My sense is that relative to you, I am (a) less convinced that ensuring practical PS-alignment will be “hard” in this absolute sense, once you can build APS systems at all (my sense is that our conceptions of what it takes to “solve the alignment problem” might be different), (b) less convinced that practically PS-misaligned systems will be attractive to deploy despite their PS-misalignment (whether because of deception, or for other reasons), (c) less convinced that APS systems becoming possible/​incentivized by 2035 implies “fast take-off” (it sounds like you’re partly thinking: those are worlds where something like the scaling hypothesis holds, and so you can just keep scaling up; but I don’t think the scaling hypothesis holding to an extent that makes some APS systems possible/​financially feasible implies that you can just scale up quickly to systems that can perform at strongly superhuman levels on e.g. ~any task, whatever the time horizons, data requirements, etc), and (d) more optimistic about something-like-present-day-humanity’s ability to avoid/​prevent failures at a scale that disempower ~all of humanity (though I do think Covid, and its policitization, an instructive example in this respect), especially given warning shots (and my guess is that we do get warning shots both before or after 2035, even if APS systems become possible/​financially feasible before then).

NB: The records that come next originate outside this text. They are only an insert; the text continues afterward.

//! Error types for the Ed25519 signature scheme.

use curve::CurveError;
use thiserror::Error;

/// Errors that can occur during key derivation, signing and verification.
#[derive(Debug, Copy, Clone, PartialEq, Eq, Error)]
pub enum SignatureError {
    /// A signature or public key does not have its fixed length.
    ///
    /// Checked before any arithmetic takes place.
    #[error("{what} must be {expected} bytes, got {actual}")]
    InvalidLength {
        what: &'static str,
        expected: usize,
        actual: usize,
    },

    /// The R component of the signature or the public key is not a valid
    /// compressed point.
    #[error("invalid compressed point")]
    InvalidEncoding,

    /// The verification equation `R + A*k == B*s` does not hold.
    ///
    /// This is the only error that describes a well-formed but wrong input.
    #[error("signature verification failed")]
    InvalidSignature,

    /// An arithmetic failure inside the curve layer.
    #[error(transparent)]
    Curve(#[from] CurveError),
}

Re: nuclear winter, as I understand it, you’re reading me as saying: “in general, if a possible and incentivized technology is dangerous, there will be warning shots of the dangers; humans (perhaps reacting to those warning shots) won’t deploy at a level that risks the permanent extinction/​disempowerment of ~all humans; and if they start to move towards such disempowerment/​extinction, they’ll take active steps to pull back.” And your argument is: “if you get to less than 10% doom on this basis, you’re going to give too low probabilities on scenarios like nuclear winter in the 20th century.”

I don’t think of myself as leaning heavily on an argument at that level of generality (though maybe there’s a bit of that). For example, that statement feels like it’s missing the “maybe ensuring practical PS-alignment just isn’t that hard, especially relative to building practically PS-misaligned systems that are at least superficially attractive to deploy” element of my own picture. And more generally, I expect to say different things about e.g. biorisk, climate change, nanotech, etc, depending on the specifics, even if generic considerations like “humans will try not to all die” apply to each.

Re: nuclear winter in particular, I’d want to think a bit more about what sort of probability I’d put on nuclear winter in the 20th century (one thing your own analysis skips is the probability that a large nuclear conflict injects enough smoke into the stratosphere to actually cause nuclear winter, which I don’t see as guaranteed—and we’d need to specify what level of cooling counts). And nuclear winter on its own doesn’t include a “scaling to the permanent disempowerment/​extinction of ~all of humanity” step—a step that, FWIW, I see as highly questionable in the nuclear winter case, and which is important to my own probability on AI doom (see premise 5). And there are various other salient differences: for example, mutually assured destruction seems like a distinctly dangerous type of dynamic, which doesn’t apply to various AI deployment scenarios; nuclear weapons have widespread destruction as their explicit function, whereas most AI systems won’t; and so on. That said, I think comparisons in this vein could still be helpful; and I’m sympathetic to points in the vein of “looking at the history of e.g. climate, nuclear risk, BSL-4 accidents, etc the probability that humans will deploy technology that risks global catastrophe, and not stop doing so even after getting significant evidence about the risks at stake, can’t be that low” (I talk about this a bit in 4.4.3 and 6.2).